- **YOUR ASSIGNMENT**: Copy the records exactly. Include every line.

- **SUPPLIED RECORDS**:
.....

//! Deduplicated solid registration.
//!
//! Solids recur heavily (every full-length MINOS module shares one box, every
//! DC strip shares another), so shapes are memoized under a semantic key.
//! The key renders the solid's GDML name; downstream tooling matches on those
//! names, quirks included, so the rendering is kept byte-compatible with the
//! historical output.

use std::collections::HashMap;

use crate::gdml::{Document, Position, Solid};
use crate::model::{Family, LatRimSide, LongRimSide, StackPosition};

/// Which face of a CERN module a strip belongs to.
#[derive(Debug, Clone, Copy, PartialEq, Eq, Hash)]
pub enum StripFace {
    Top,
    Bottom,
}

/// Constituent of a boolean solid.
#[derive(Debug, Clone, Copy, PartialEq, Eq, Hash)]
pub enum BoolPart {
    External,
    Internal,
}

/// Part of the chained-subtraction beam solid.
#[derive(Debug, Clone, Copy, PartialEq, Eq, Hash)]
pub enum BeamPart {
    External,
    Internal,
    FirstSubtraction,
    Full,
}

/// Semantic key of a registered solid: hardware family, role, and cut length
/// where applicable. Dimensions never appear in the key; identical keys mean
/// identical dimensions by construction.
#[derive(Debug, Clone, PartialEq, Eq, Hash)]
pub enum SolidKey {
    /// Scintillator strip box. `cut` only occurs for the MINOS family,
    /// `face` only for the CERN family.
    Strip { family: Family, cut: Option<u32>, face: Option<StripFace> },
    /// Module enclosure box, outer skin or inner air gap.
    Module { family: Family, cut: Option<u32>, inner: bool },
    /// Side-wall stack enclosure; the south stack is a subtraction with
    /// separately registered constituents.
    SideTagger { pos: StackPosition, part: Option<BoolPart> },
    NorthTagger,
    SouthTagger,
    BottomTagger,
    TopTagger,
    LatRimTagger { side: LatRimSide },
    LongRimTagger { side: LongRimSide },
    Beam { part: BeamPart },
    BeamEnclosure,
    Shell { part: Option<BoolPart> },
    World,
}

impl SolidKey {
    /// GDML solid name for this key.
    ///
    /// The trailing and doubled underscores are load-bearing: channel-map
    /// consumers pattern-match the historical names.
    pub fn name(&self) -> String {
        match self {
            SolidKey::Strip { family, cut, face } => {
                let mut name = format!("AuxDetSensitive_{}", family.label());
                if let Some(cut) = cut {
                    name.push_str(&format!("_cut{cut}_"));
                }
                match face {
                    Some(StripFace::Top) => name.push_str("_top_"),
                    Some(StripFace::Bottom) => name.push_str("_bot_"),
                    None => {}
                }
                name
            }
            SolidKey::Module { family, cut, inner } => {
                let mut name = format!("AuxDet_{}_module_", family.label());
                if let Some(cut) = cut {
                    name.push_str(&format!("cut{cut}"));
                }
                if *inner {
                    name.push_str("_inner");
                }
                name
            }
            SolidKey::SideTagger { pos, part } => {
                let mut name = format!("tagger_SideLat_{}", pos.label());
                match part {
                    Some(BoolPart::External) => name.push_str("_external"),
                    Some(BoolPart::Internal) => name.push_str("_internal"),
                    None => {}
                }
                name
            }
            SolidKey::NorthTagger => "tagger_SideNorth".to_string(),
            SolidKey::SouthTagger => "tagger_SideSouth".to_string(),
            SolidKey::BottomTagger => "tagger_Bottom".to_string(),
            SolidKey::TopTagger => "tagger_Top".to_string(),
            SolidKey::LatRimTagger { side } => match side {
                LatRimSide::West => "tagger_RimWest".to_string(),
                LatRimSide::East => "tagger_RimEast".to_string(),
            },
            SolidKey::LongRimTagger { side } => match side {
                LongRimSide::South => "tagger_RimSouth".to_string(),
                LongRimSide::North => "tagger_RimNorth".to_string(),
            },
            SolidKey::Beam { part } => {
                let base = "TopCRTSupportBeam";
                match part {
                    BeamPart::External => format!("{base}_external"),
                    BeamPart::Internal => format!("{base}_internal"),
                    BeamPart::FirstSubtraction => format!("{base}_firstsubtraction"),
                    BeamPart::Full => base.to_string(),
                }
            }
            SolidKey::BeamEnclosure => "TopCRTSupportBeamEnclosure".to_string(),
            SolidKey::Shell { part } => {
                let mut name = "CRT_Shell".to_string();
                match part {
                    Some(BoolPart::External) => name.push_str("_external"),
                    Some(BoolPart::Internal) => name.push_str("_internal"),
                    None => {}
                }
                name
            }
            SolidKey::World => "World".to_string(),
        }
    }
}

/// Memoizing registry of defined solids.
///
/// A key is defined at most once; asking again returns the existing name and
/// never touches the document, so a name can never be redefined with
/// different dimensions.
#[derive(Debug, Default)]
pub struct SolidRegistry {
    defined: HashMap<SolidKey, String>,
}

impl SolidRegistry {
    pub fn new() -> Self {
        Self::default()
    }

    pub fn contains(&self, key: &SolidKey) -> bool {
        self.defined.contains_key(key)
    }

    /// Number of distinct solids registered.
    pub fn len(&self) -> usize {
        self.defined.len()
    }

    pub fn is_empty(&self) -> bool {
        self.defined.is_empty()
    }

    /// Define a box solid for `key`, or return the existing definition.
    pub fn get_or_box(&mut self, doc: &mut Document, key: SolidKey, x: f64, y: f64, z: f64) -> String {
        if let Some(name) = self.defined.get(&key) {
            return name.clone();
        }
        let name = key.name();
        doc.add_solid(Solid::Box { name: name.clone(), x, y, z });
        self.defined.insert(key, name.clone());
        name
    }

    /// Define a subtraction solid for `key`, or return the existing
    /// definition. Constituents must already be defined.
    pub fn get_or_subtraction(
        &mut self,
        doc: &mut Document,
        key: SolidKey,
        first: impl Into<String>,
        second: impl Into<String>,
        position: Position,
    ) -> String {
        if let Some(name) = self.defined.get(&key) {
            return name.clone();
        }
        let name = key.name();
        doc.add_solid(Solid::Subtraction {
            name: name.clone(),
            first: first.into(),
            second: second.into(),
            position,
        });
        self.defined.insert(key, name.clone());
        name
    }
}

.....

- **TASK OUTPUT**:
//! Deduplicated solid registration.
//!
//! Solids recur heavily (every full-length MINOS module shares one box, every
//! DC strip shares another), so shapes are memoized under a semantic key.
//! The key renders the solid's GDML name; downstream tooling matches on those
//! names, quirks included, so the rendering is kept byte-compatible with the
//! historical output.

use std::collections::HashMap;

use crate::gdml::{Document, Position, Solid};
use crate::model::{Family, LatRimSide, LongRimSide, StackPosition};

/// Which face of a CERN module a strip belongs to.
#[derive(Debug, Clone, Copy, PartialEq, Eq, Hash)]
pub enum StripFace {
    Top,
    Bottom,
}

/// Constituent of a boolean solid.
#[derive(Debug, Clone, Copy, PartialEq, Eq, Hash)]
pub enum BoolPart {
    External,
    Internal,
}

/// Part of the chained-subtraction beam solid.
#[derive(Debug, Clone, Copy, PartialEq, Eq, Hash)]
pub enum BeamPart {
    External,
    Internal,
    FirstSubtraction,
    Full,
}

/// Semantic key of a registered solid: hardware family, role, and cut length
/// where applicable. Dimensions never appear in the key; identical keys mean
/// identical dimensions by construction.
#[derive(Debug, Clone, PartialEq, Eq, Hash)]
pub enum SolidKey {
    /// Scintillator strip box. `cut` only occurs for the MINOS family,
    /// `face` only for the CERN family.
    Strip { family: Family, cut: Option<u32>, face: Option<StripFace> },
    /// Module enclosure box, outer skin or inner air gap.
    Module { family: Family, cut: Option<u32>, inner: bool },
    /// Side-wall stack enclosure; the south stack is a subtraction with
    /// separately registered constituents.
    SideTagger { pos: StackPosition, part: Option<BoolPart> },
    NorthTagger,
    SouthTagger,
    BottomTagger,
    TopTagger,
    LatRimTagger { side: LatRimSide },
    LongRimTagger { side: LongRimSide },
    Beam { part: BeamPart },
    BeamEnclosure,
    Shell { part: Option<BoolPart> },
    World,
}

impl SolidKey {
    /// GDML solid name for this key.
    ///
    /// The trailing and doubled underscores are load-bearing: channel-map
    /// consumers pattern-match the historical names.
    pub fn name(&self) -> String {
        match self {
            SolidKey::Strip { family, cut, face } => {
                let mut name = format!("AuxDetSensitive_{}", family.label());
                if let Some(cut) = cut {
                    name.push_str(&format!("_cut{cut}_"));
                }
                match face {
                    Some(StripFace::Top) => name.push_str("_top_"),
                    Some(StripFace::Bottom) => name.push_str("_bot_"),
                    None => {}
                }
                name
            }
            SolidKey::Module { family, cut, inner } => {
                let mut name = format!("AuxDet_{}_module_", family.label());
                if let Some(cut) = cut {
                    name.push_str(&format!("cut{cut}"));
                }
                if *inner {
                    name.push_str("_inner");
                }
                name
            }
            SolidKey::SideTagger { pos, part } => {
                let mut name = format!("tagger_SideLat_{}", pos.label());
                match part {
                    Some(BoolPart::External) => name.push_str("_external"),
                    Some(BoolPart::Internal) => name.push_str("_internal"),
                    None => {}
                }
                name
            }
            SolidKey::NorthTagger => "tagger_SideNorth".to_string(),
            SolidKey::SouthTagger => "tagger_SideSouth".to_string(),
            SolidKey::BottomTagger => "tagger_Bottom".to_string(),
            SolidKey::TopTagger => "tagger_Top".to_string(),
            SolidKey::LatRimTagger { side } => match side {
                LatRimSide::West => "tagger_RimWest".to_string(),
                LatRimSide::East => "tagger_RimEast".to_string(),
            },
            SolidKey::LongRimTagger { side } => match side {
                LongRimSide::South => "tagger_RimSouth".to_string(),
                LongRimSide::North => "tagger_RimNorth".to_string(),
            },
            SolidKey::Beam { part } => {
                let base = "TopCRTSupportBeam";
                match part {
                    BeamPart::External => format!("{base}_external"),
                    BeamPart::Internal => format!("{base}_internal"),
                    BeamPart::FirstSubtraction => format!("{base}_firstsubtraction"),
                    BeamPart::Full => base.to_string(),
                }
            }
            SolidKey::BeamEnclosure => "TopCRTSupportBeamEnclosure".to_string(),
            SolidKey::Shell { part } => {
                let mut name = "CRT_Shell".to_string();
                match part {
                    Some(BoolPart::External) => name.push_str("_external"),
                    Some(BoolPart::Internal) => name.push_str("_internal"),
                    None => {}
                }
                name
            }
            SolidKey::World => "World".to_string(),
        }
    }
}

/// Memoizing registry of defined solids.
///
/// A key is defined at most once; asking again returns the existing name and
/// never touches the document, so a name can never be redefined with
/// different dimensions.
#[derive(Debug, Default)]
pub struct SolidRegistry {
    defined: HashMap<SolidKey, String>,
}

impl SolidRegistry {
    pub fn new() -> Self {
        Self::default()
    }

    pub fn contains(&self, key: &SolidKey) -> bool {
        self.defined.contains_key(key)
    }

    /// Number of distinct solids registered.
    pub fn len(&self) -> usize {
        self.defined.len()
    }

    pub fn is_empty(&self) -> bool {
        self.defined.is_empty()
    }

    /// Define a box solid for `key`, or return the existing definition.
    pub fn get_or_box(&mut self, doc: &mut Document, key: SolidKey, x: f64, y: f64, z: f64) -> String {
        if let Some(name) = self.defined.get(&key) {
            return name.clone();
        }
        let name = key.name();
        doc.add_solid(Solid::Box { name: name.clone(), x, y, z });
        self.defined.insert(key, name.clone());
        name
    }

    /// Define a subtraction solid for `key`, or return the existing
    /// definition. Constituents must already be defined.
    pub fn get_or_subtraction(
        &mut self,
        doc: &mut Document,
        key: SolidKey,
        first: impl Into<String>,
        second: impl Into<String>,
        position: Position,
    ) -> String {
        if let Some(name) = self.defined.get(&key) {
            return name.clone();
        }
        let name = key.name();
        doc.add_solid(Solid::Subtraction {
            name: name.clone(),
            first: first.into(),
            second: second.into(),
            position,
        });
        self.defined.insert(key, name.clone());
        name
    }
}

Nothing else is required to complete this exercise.